I have tried this twice now, I take some dates with the pits still in them, eat the fruit, and save the seeds. I tried germinating them two different ways. The first way was with a wet paper towel and I put 4 seeds in it, and slightly dampened them and put it up on my refrigerator. After a week, mold ruined them. Then I get about 10 date pits, put them in a bag of spagnum moss, and shake it around and add just the right amount of water, seal the bag and put them on a heating pad. They have been there for nearly 7 months and nothing is sprouting. What am I doing wrong? I get the date seeds from store bought dates from California with pots in them. I clean the seeds before I try to germinate them.

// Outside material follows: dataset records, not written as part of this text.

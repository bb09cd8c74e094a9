//! Device identities derived from certificate digests

use std::fmt;

use serde::{Deserialize, Serialize};
use sha2::{Digest, Sha256};

/// A device identity: the SHA-256 digest of the device's leaf certificate DER.
///
/// Device ids are compared byte-wise; the lexicographic order over the raw
/// digest is what breaks otherwise-unresolvable conflicts, so `Ord` here is
/// load-bearing.
#[derive(Clone, Copy, PartialEq, Eq, Hash, PartialOrd, Ord, Serialize, Deserialize)]
#[serde(try_from = "String", into = "String")]
pub struct DeviceId([u8; 32]);

impl DeviceId {
    /// Derive a device id from a certificate in DER form.
    #[must_use]
    pub fn from_der(der: &[u8]) -> Self {
        let digest = Sha256::digest(der);
        let mut bytes = [0u8; 32];
        bytes.copy_from_slice(&digest);
        Self(bytes)
    }

    /// Construct from a raw 32-byte digest.
    #[must_use]
    pub fn from_raw(bytes: [u8; 32]) -> Self {
        Self(bytes)
    }

    /// Get raw bytes
    #[must_use]
    pub fn as_bytes(&self) -> &[u8; 32] {
        &self.0
    }

    /// The compact form used as a vector clock key: the first eight bytes
    /// of the digest as a big-endian integer.
    #[must_use]
    pub fn short_id(&self) -> ShortId {
        let mut prefix = [0u8; 8];
        prefix.copy_from_slice(&self.0[..8]);
        ShortId(u64::from_be_bytes(prefix))
    }

    /// Convert to hex string
    #[must_use]
    pub fn to_hex(&self) -> String {
        hex::encode(self.0)
    }

    /// Parse from a hex string.
    ///
    /// # Errors
    /// Returns an error if the input is not 64 hex characters.
    pub fn from_hex(s: &str) -> color_eyre::Result<Self> {
        let decoded = hex::decode(s.trim())?;
        let bytes: [u8; 32] = decoded
            .try_into()
            .map_err(|_| color_eyre::eyre::eyre!("device id must be 32 bytes"))?;
        Ok(Self(bytes))
    }
}

impl fmt::Debug for DeviceId {
    fn fmt(&self, f: &mut fmt::Formatter<'_>) -> fmt::Result {
        let hex = self.to_hex();
        write!(f, "DeviceId({})", hex.get(..14).unwrap_or(&hex))
    }
}

impl fmt::Display for DeviceId {
    fn fmt(&self, f: &mut fmt::Formatter<'_>) -> fmt::Result {
        let hex = self.to_hex();
        write!(f, "{}", hex.get(..14).unwrap_or(&hex))
    }
}

impl TryFrom<String> for DeviceId {
    type Error = String;

    fn try_from(s: String) -> Result<Self, Self::Error> {
        Self::from_hex(&s).map_err(|e| e.to_string())
    }
}

impl From<DeviceId> for String {
    fn from(id: DeviceId) -> Self {
        id.to_hex()
    }
}

/// The first 64 bits of a device id, used as a compact vector clock key.
#[derive(
    Clone, Copy, PartialEq, Eq, Hash, PartialOrd, Ord, Default, Serialize, Deserialize,
)]
pub struct ShortId(pub u64);

impl ShortId {
    #[must_use]
    pub fn as_u64(&self) -> u64 {
        self.0
    }
}

impl fmt::Debug for ShortId {
    fn fmt(&self, f: &mut fmt::Formatter<'_>) -> fmt::Result {
        write!(f, "ShortId({:016x})", self.0)
    }
}

impl fmt::Display for ShortId {
    fn fmt(&self, f: &mut fmt::Formatter<'_>) -> fmt::Result {
        write!(f, "{:016x}", self.0)
    }
}

/// Find a short-id collision among a set of device ids, if any.
///
/// Short ids key vector clocks, so two member devices mapping to the same
/// short id would make version history ambiguous. Returns the first
/// colliding pair.
#[must_use]
pub fn short_id_collision(devices: &[DeviceId]) -> Option<(DeviceId, DeviceId)> {
    let mut seen: std::collections::HashMap<ShortId, DeviceId> = std::collections::HashMap::new();
    for dev in devices {
        if let Some(prev) = seen.insert(dev.short_id(), *dev) {
            if prev != *dev {
                return Some((prev, *dev));
            }
        }
    }
    None
}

1507056024653537280518.jpg

Edited by PalmTreeDude
Typos
  • Upvote 1

PalmTreeDude

Posted

I found 3 on the ground when I was at Islands of Adventure Orlando this past summer (was from either a P. canariensis, dactylifera, or hybrid between the 2). Cleaned off the pulp, let them sit in water/hydrogen peroxide for a day or 2, then planted each one a little below surface level in a one gallon pot. Sat outside in half to 3/4 of the day sun getting rain and some water when dry. Leaf out of the ground in about a month/month+1/2 with 2 of them.

  • Upvote 1
Posted

I don't think the seeds would benefit from cold scarification (never tried).  Maybe your heating pad is set too high or too wet inside the baggie.  The only time I've had failures with date palm seeds is due to mold and I don't generally worry about providing supplemental heat.  They usually germinate in a couple of weeks for me.

  • Upvote 2

Jon Sunder

Posted

Here they germinate like weeds!!!

They potting medium must be not too moist and not to hot.

  • Upvote 2
Posted

They’re very hit or miss for me. Most attempts result in failure (rot). I’ve tried the baggy method, the paper towel method, I’ve even germinated one in a cup of water, but it rotted after being planted.

With my latest attempt I simply planted two seeds (in small popcorn containers), this was on August 19th.

Nothing sprouted, so I ordered a cheap heating mat from Amazon, within a week or so the first palm sprouted, on September 19th, exactly one month after being planted. The first leaf emerged on September 25th.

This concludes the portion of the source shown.